Show me each line of the listing below where the word "does" appears.

● Data records:
•••

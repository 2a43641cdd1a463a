//! Per-frame input snapshots and held/edge tracking for sandbox actions.

use std::collections::HashSet;

use glam::Vec2;

/// Things the player can ask for in a frame.
#[derive(Clone, Copy, Debug, PartialEq, Eq, Hash)]
pub enum Action {
    Forward,
    Back,
    Left,
    Right,
    Up,
    Down,
    /// Remove the targeted block every frame while held.
    Break,
    /// Place a block against the targeted face once per press.
    Place,
}

/// Everything the session needs from one frame of input.
#[derive(Clone, Debug, Default)]
pub struct InputFrame {
    /// Seconds since the previous frame.
    pub dt: f32,
    /// Raw pointer motion this frame; +x is right, +y is down.
    pub mouse_delta: Vec2,
    /// Actions held down during this frame.
    pub held: HashSet<Action>,
}

impl InputFrame {
    /// An idle frame lasting `dt` seconds.
    pub fn new(dt: f32) -> Self {
        Self {
            dt,
            ..Default::default()
        }
    }

    /// Adds `action` to the held set.
    #[must_use]
    pub fn with(mut self, action: Action) -> Self {
        self.held.insert(action);
        self
    }

    /// Sets the pointer motion.
    #[must_use]
    pub fn with_mouse(mut self, dx: f32, dy: f32) -> Self {
        self.mouse_delta = Vec2::new(dx, dy);
        self
    }
}

/// Remembers the previous frame so presses can be told apart from holds.
///
/// Call [`advance`](Self::advance) once per frame before querying.
#[derive(Clone, Debug, Default)]
pub struct ActionState {
    pressed: HashSet<Action>,
    previous: HashSet<Action>,
}

impl ActionState {
    pub fn new() -> Self {
        Self::default()
    }

    /// Rolls the current set into `previous` and takes `frame`'s held set.
    pub fn advance(&mut self, frame: &InputFrame) {
        self.previous = std::mem::replace(&mut self.pressed, frame.held.clone());
    }

    /// `true` while the action is held.
    #[must_use]
    pub fn is_pressed(&self, action: Action) -> bool {
        self.pressed.contains(&action)
    }

    /// `true` if the action was held on the previous frame.
    #[must_use]
    pub fn was_pressed(&self, action: Action) -> bool {
        self.previous.contains(&action)
    }

    /// `true` only on the frame the action went from released to held.
    #[must_use]
    pub fn just_pressed(&self, action: Action) -> bool {
        self.is_pressed(action) && !self.was_pressed(action)
    }
}
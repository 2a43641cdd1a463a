//! Break and place interactions applied to the block a raycast targeted.

use cubecast_voxel::{ChunkId, World, WorldError};
use glam::IVec3;
use thiserror::Error;

use crate::raycast::RaycastResult;

/// Reasons a block interaction cannot be applied.
#[derive(Debug, Error, PartialEq, Eq)]
pub enum InteractError {
    /// The raycast did not hit anything.
    #[error("raycast result has no collision")]
    NoCollision,
    /// The result's chunk handle does not own the hit cell in this world.
    #[error("chunk {0:?} does not own the hit cell in this world")]
    UnknownChunk(ChunkId),
    /// The ray started inside the hit block, so there is no adjacent empty cell.
    #[error("ray started inside the hit block")]
    NoAdjacentCell,
    /// The placement target is already solid.
    #[error("block {0} is already occupied")]
    Occupied(IVec3),
    /// The placement target lies in a chunk that is not loaded.
    #[error(transparent)]
    World(#[from] WorldError),
}

/// Clears the block hit by `result`.
///
/// Calling this again with the same result succeeds and leaves the block empty.
///
/// # Errors
///
/// Returns [`InteractError::NoCollision`] if `result` did not hit anything and
/// [`InteractError::UnknownChunk`] if its chunk handle does not belong to `world`.
pub fn remove_block(world: &mut World, result: &RaycastResult) -> Result<(), InteractError> {
    let id = result.hit_chunk.ok_or(InteractError::NoCollision)?;
    let chunk = world
        .chunk_mut(id)
        .filter(|chunk| chunk.coord().contains_block(result.hit_cell))
        .ok_or(InteractError::UnknownChunk(id))?;

    chunk.clear(result.hit_cell);
    tracing::info!("Removed block {} in {}", result.hit_cell, chunk.coord());
    Ok(())
}

/// Writes `value` into the empty cell in front of the face `result` hit.
///
/// Returns the cell that was filled.
///
/// # Errors
///
/// Returns [`InteractError::NoCollision`] without a hit,
/// [`InteractError::NoAdjacentCell`] if the ray started inside the hit block,
/// [`InteractError::Occupied`] if the target has been filled since the raycast,
/// and [`InteractError::World`] if no chunk owns the target cell.
pub fn place_block(
    world: &mut World,
    result: &RaycastResult,
    value: u8,
) -> Result<IVec3, InteractError> {
    if !result.collision() {
        return Err(InteractError::NoCollision);
    }
    if result.last_step == IVec3::ZERO {
        return Err(InteractError::NoAdjacentCell);
    }

    let target = result.last_empty_cell();
    if world.is_occupied(target) {
        return Err(InteractError::Occupied(target));
    }
    world.set_block(target, value)?;
    tracing::info!("Placed block {} against {}", target, result.hit_cell);
    Ok(target)
}
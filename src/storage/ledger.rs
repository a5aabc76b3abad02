use async_trait::async_trait;
use chrono::{DateTime, Utc};
use rust_decimal::Decimal;
use serde::{Deserialize, Serialize};
use std::fmt;
use std::str::FromStr;
use std::sync::Arc;
use std::time::Duration;
use tokio_retry::strategy::{jitter, ExponentialBackoff};
use tokio_retry::RetryIf;
use tracing::{error, info, instrument, warn};
use uuid::Uuid;

use crate::error::{Error, Result};

/// A user's credit balance. `version` increases by one with every committed change.
#[derive(Debug, Clone, PartialEq, Serialize, Deserialize)]
pub struct CreditAccount {
    pub user_id: String,
    pub balance: Decimal,
    pub total_used: Decimal,
    pub created_at: DateTime<Utc>,
    pub last_updated: DateTime<Utc>,
    pub version: u64,
}

impl CreditAccount {
    pub fn new(user_id: impl Into<String>, free_credits: Decimal) -> Self {
        let now = Utc::now();
        Self {
            user_id: user_id.into(),
            balance: free_credits,
            total_used: Decimal::ZERO,
            created_at: now,
            last_updated: now,
            version: 0,
        }
    }
}

#[derive(Debug, Clone, Copy, PartialEq, Eq, Serialize, Deserialize)]
#[serde(rename_all = "snake_case")]
pub enum TransactionKind {
    Usage,
    Recharge,
}

impl TransactionKind {
    pub fn as_str(&self) -> &'static str {
        match self {
            TransactionKind::Usage => "usage",
            TransactionKind::Recharge => "recharge",
        }
    }
}

impl FromStr for TransactionKind {
    type Err = Error;

    fn from_str(s: &str) -> Result<Self> {
        match s {
            "usage" => Ok(TransactionKind::Usage),
            "recharge" => Ok(TransactionKind::Recharge),
            other => Err(Error::ledger(format!("Unknown transaction kind: {}", other))),
        }
    }
}

impl fmt::Display for TransactionKind {
    fn fmt(&self, f: &mut fmt::Formatter<'_>) -> fmt::Result {
        f.write_str(self.as_str())
    }
}

/// Immutable audit record of one balance change.
#[derive(Debug, Clone, PartialEq, Serialize, Deserialize)]
pub struct Transaction {
    pub id: String,
    pub user_id: String,
    pub kind: TransactionKind,
    pub model: Option<String>,
    pub query_type: Option<String>,
    pub amount: Decimal,
    pub balance_after: Decimal,
    pub timestamp: DateTime<Utc>,
}

/// What a debit is being charged for.
#[derive(Debug, Clone, PartialEq, Eq)]
pub struct UsageMetadata {
    pub model: String,
    pub query_type: Option<String>,
}

impl UsageMetadata {
    pub fn new(model: impl Into<String>, query_type: impl Into<String>) -> Self {
        Self {
            model: model.into(),
            query_type: Some(query_type.into()),
        }
    }
}

/// A proposed account state plus its audit record, valid only against `expected_version`.
#[derive(Debug, Clone)]
pub struct AccountUpdate {
    pub expected_version: u64,
    pub account: CreditAccount,
    pub transaction: Transaction,
}

/// Persistence behind the ledger. Implementations must apply `commit` atomically:
/// either the account matches `expected_version` and both the new state and the
/// transaction are stored, or nothing changes.
#[async_trait]
pub trait LedgerStore: Send + Sync {
    async fn get_account(&self, user_id: &str) -> Result<Option<CreditAccount>>;

    /// Insert if absent. Returns whether this call created the account.
    async fn create_account(&self, account: &CreditAccount) -> Result<bool>;

    /// Compare-and-swap on the account version. Returns `false` on conflict.
    async fn commit(&self, update: &AccountUpdate) -> Result<bool>;

    /// Transactions for one user, oldest first.
    async fn list_transactions(&self, user_id: &str) -> Result<Vec<Transaction>>;
}

#[derive(Debug, Clone)]
pub struct LedgerSettings {
    pub free_credits: Decimal,
    pub max_commit_attempts: usize,
}

impl Default for LedgerSettings {
    fn default() -> Self {
        Self {
            free_credits: Decimal::new(10, 0),
            max_commit_attempts: 16,
        }
    }
}

enum CommitFailure {
    Conflict,
    Fatal(Error),
}

/// Credit balances with atomic debit and credit over any [`LedgerStore`].
///
/// Nothing is cached: every read goes to the store.
pub struct CreditLedger {
    store: Arc<dyn LedgerStore>,
    settings: LedgerSettings,
}

impl CreditLedger {
    pub fn new(store: Arc<dyn LedgerStore>, settings: LedgerSettings) -> Self {
        Self { store, settings }
    }

    pub fn settings(&self) -> &LedgerSettings {
        &self.settings
    }

    /// Current balance; a missing account is created with the free starting balance.
    pub async fn get_balance(&self, user_id: &str) -> Result<Decimal> {
        Ok(self.account(user_id).await?.balance)
    }

    pub async fn has_sufficient(&self, user_id: &str, amount: Decimal) -> Result<bool> {
        Ok(self.get_balance(user_id).await? >= amount)
    }

    #[instrument(skip(self, metadata), fields(model = %metadata.model))]
    pub async fn debit(&self, user_id: &str, amount: Decimal, metadata: &UsageMetadata) -> Result<Decimal> {
        let new_balance = self
            .apply(user_id, amount, TransactionKind::Usage, Some(metadata))
            .await?;
        info!("Debited {} credits from {}, balance now {}", amount, user_id, new_balance);
        Ok(new_balance)
    }

    #[instrument(skip(self))]
    pub async fn credit(&self, user_id: &str, amount: Decimal) -> Result<Decimal> {
        let new_balance = self.apply(user_id, amount, TransactionKind::Recharge, None).await?;
        info!("Credited {} credits to {}, balance now {}", amount, user_id, new_balance);
        Ok(new_balance)
    }

    pub async fn account(&self, user_id: &str) -> Result<CreditAccount> {
        if let Some(account) = self.store.get_account(user_id).await? {
            return Ok(account);
        }

        let fresh = CreditAccount::new(user_id, self.settings.free_credits);
        if self.store.create_account(&fresh).await? {
            info!("Initialized credit account for {} with {} free credits", user_id, fresh.balance);
            return Ok(fresh);
        }

        // Lost the creation race; the winner's record is authoritative.
        self.store
            .get_account(user_id)
            .await?
            .ok_or_else(|| Error::ledger(format!("Account for {} vanished after creation", user_id)))
    }

    pub async fn transactions(&self, user_id: &str) -> Result<Vec<Transaction>> {
        self.store.list_transactions(user_id).await
    }

    async fn apply(
        &self,
        user_id: &str,
        amount: Decimal,
        kind: TransactionKind,
        metadata: Option<&UsageMetadata>,
    ) -> Result<Decimal> {
        if amount < Decimal::ZERO {
            return Err(Error::validation(format!("Amount must not be negative: {}", amount)));
        }

        let retries = self.settings.max_commit_attempts.saturating_sub(1);
        let strategy = ExponentialBackoff::from_millis(2)
            .max_delay(Duration::from_millis(50))
            .map(jitter)
            .take(retries);

        let outcome = RetryIf::spawn(
            strategy,
            || self.try_apply(user_id, amount, kind, metadata),
            |failure: &CommitFailure| matches!(failure, CommitFailure::Conflict),
        )
        .await;

        match outcome {
            Ok(balance) => Ok(balance),
            Err(CommitFailure::Fatal(e)) => {
                error!("Ledger {} for {} failed: {}", kind, user_id, e);
                Err(e)
            }
            Err(CommitFailure::Conflict) => {
                error!(
                    "Ledger {} for {} gave up after {} conflicting attempts",
                    kind, user_id, self.settings.max_commit_attempts
                );
                Err(Error::ledger(format!(
                    "Could not commit {} for {} after {} attempts due to concurrent updates",
                    kind, user_id, self.settings.max_commit_attempts
                )))
            }
        }
    }

    async fn try_apply(
        &self,
        user_id: &str,
        amount: Decimal,
        kind: TransactionKind,
        metadata: Option<&UsageMetadata>,
    ) -> std::result::Result<Decimal, CommitFailure> {
        let current = self.account(user_id).await.map_err(CommitFailure::Fatal)?;
        let now = Utc::now();

        let mut next = current.clone();
        match kind {
            TransactionKind::Usage => {
                next.balance -= amount;
                next.total_used += amount;
            }
            TransactionKind::Recharge => next.balance += amount,
        }
        next.last_updated = now;
        next.version = current.version + 1;

        let update = AccountUpdate {
            expected_version: current.version,
            transaction: Transaction {
                id: Uuid::new_v4().to_string(),
                user_id: user_id.to_string(),
                kind,
                model: metadata.map(|m| m.model.clone()),
                query_type: metadata.and_then(|m| m.query_type.clone()),
                amount,
                balance_after: next.balance,
                timestamp: now,
            },
            account: next,
        };

        match self.store.commit(&update).await {
            Ok(true) => Ok(update.account.balance),
            Ok(false) => {
                warn!("Version conflict on account {} at version {}, retrying", user_id, current.version);
                Err(CommitFailure::Conflict)
            }
            Err(e) => Err(CommitFailure::Fatal(e)),
        }
    }
}

impl fmt::Debug for CreditLedger {
    fn fmt(&self, f: &mut fmt::Formatter<'_>) -> fmt::Result {
        f.debug_struct("CreditLedger").field("settings", &self.settings).finish()
    }
}

#[cfg(test)]
mod tests {
    use super::*;
    use crate::storage::memory::MemoryLedgerStore;
    use std::sync::atomic::{AtomicUsize, Ordering};

    fn ledger_with(store: Arc<dyn LedgerStore>) -> CreditLedger {
        CreditLedger::new(store, LedgerSettings::default())
    }

    /// Store wrapper that reports a version conflict on the first `n` commits.
    struct ConflictingStore {
        inner: MemoryLedgerStore,
        conflicts_left: AtomicUsize,
    }

    #[async_trait]
    impl LedgerStore for ConflictingStore {
        async fn get_account(&self, user_id: &str) -> Result<Option<CreditAccount>> {
            self.inner.get_account(user_id).await
        }

        async fn create_account(&self, account: &CreditAccount) -> Result<bool> {
            self.inner.create_account(account).await
        }

        async fn commit(&self, update: &AccountUpdate) -> Result<bool> {
            let left = self.conflicts_left.load(Ordering::SeqCst);
            if left > 0 {
                self.conflicts_left.store(left - 1, Ordering::SeqCst);
                return Ok(false);
            }
            self.inner.commit(update).await
        }

        async fn list_transactions(&self, user_id: &str) -> Result<Vec<Transaction>> {
            self.inner.list_transactions(user_id).await
        }
    }

    #[tokio::test]
    async fn test_first_read_initializes_free_credits() {
        let store = Arc::new(MemoryLedgerStore::new());
        let ledger = ledger_with(store.clone());

        assert_eq!(ledger.get_balance("alice").await.unwrap(), Decimal::new(10, 0));
        assert_eq!(ledger.get_balance("alice").await.unwrap(), Decimal::new(10, 0));
        assert_eq!(store.account_count(), 1);
        assert!(ledger.transactions("alice").await.unwrap().is_empty());
    }

    #[tokio::test]
    async fn test_debit_updates_balance_and_logs_usage() {
        let ledger = ledger_with(Arc::new(MemoryLedgerStore::new()));
        let metadata = UsageMetadata::new("llmopenaigpt", "agent_listening_from");

        let balance = ledger.debit("bob", Decimal::new(25, 1), &metadata).await.unwrap();
        assert_eq!(balance, Decimal::new(75, 1));

        let account = ledger.account("bob").await.unwrap();
        assert_eq!(account.total_used, Decimal::new(25, 1));
        assert_eq!(account.version, 1);

        let transactions = ledger.transactions("bob").await.unwrap();
        assert_eq!(transactions.len(), 1);
        assert_eq!(transactions[0].kind, TransactionKind::Usage);
        assert_eq!(transactions[0].model.as_deref(), Some("llmopenaigpt"));
        assert_eq!(transactions[0].query_type.as_deref(), Some("agent_listening_from"));
        assert_eq!(transactions[0].balance_after, Decimal::new(75, 1));
    }

    #[tokio::test]
    async fn test_credit_logs_recharge() {
        let ledger = ledger_with(Arc::new(MemoryLedgerStore::new()));
        let balance = ledger.credit("carol", Decimal::new(5, 0)).await.unwrap();
        assert_eq!(balance, Decimal::new(15, 0));

        let transactions = ledger.transactions("carol").await.unwrap();
        assert_eq!(transactions[0].kind, TransactionKind::Recharge);
        assert!(transactions[0].model.is_none());
        assert_eq!(ledger.account("carol").await.unwrap().total_used, Decimal::ZERO);
    }

    #[tokio::test]
    async fn test_negative_amounts_rejected() {
        let ledger = ledger_with(Arc::new(MemoryLedgerStore::new()));
        let metadata = UsageMetadata::new("m", "q");
        assert!(matches!(
            ledger.debit("dave", Decimal::new(-1, 0), &metadata).await,
            Err(Error::Validation(_))
        ));
        assert!(matches!(ledger.credit("dave", Decimal::new(-1, 0)).await, Err(Error::Validation(_))));
    }

    #[tokio::test]
    async fn test_has_sufficient_boundary() {
        let ledger = ledger_with(Arc::new(MemoryLedgerStore::new()));
        assert!(ledger.has_sufficient("erin", Decimal::new(10, 0)).await.unwrap());
        assert!(!ledger.has_sufficient("erin", Decimal::new(1001, 2)).await.unwrap());
    }

    #[tokio::test]
    async fn test_conflicts_are_retried() {
        let store = Arc::new(ConflictingStore {
            inner: MemoryLedgerStore::new(),
            conflicts_left: AtomicUsize::new(3),
        });
        let ledger = ledger_with(store);

        let balance = ledger.credit("frank", Decimal::ONE).await.unwrap();
        assert_eq!(balance, Decimal::new(11, 0));
        assert_eq!(ledger.transactions("frank").await.unwrap().len(), 1);
    }

    #[tokio::test]
    async fn test_exhausted_attempts_are_ledger_errors() {
        let store = Arc::new(ConflictingStore {
            inner: MemoryLedgerStore::new(),
            conflicts_left: AtomicUsize::new(usize::MAX),
        });
        let ledger = CreditLedger::new(
            store,
            LedgerSettings {
                max_commit_attempts: 3,
                ..LedgerSettings::default()
            },
        );

        let err = ledger.credit("grace", Decimal::ONE).await.unwrap_err();
        assert!(err.is_ledger());
        assert_eq!(ledger.get_balance("grace").await.unwrap(), Decimal::new(10, 0));
    }
}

•••

● Output for this exercise:
    /// The result's chunk handle does not own the hit cell in this world.
    #[error("chunk {0:?} does not own the hit cell in this world")]
/// [`InteractError::UnknownChunk`] if its chunk handle does not belong to `world`.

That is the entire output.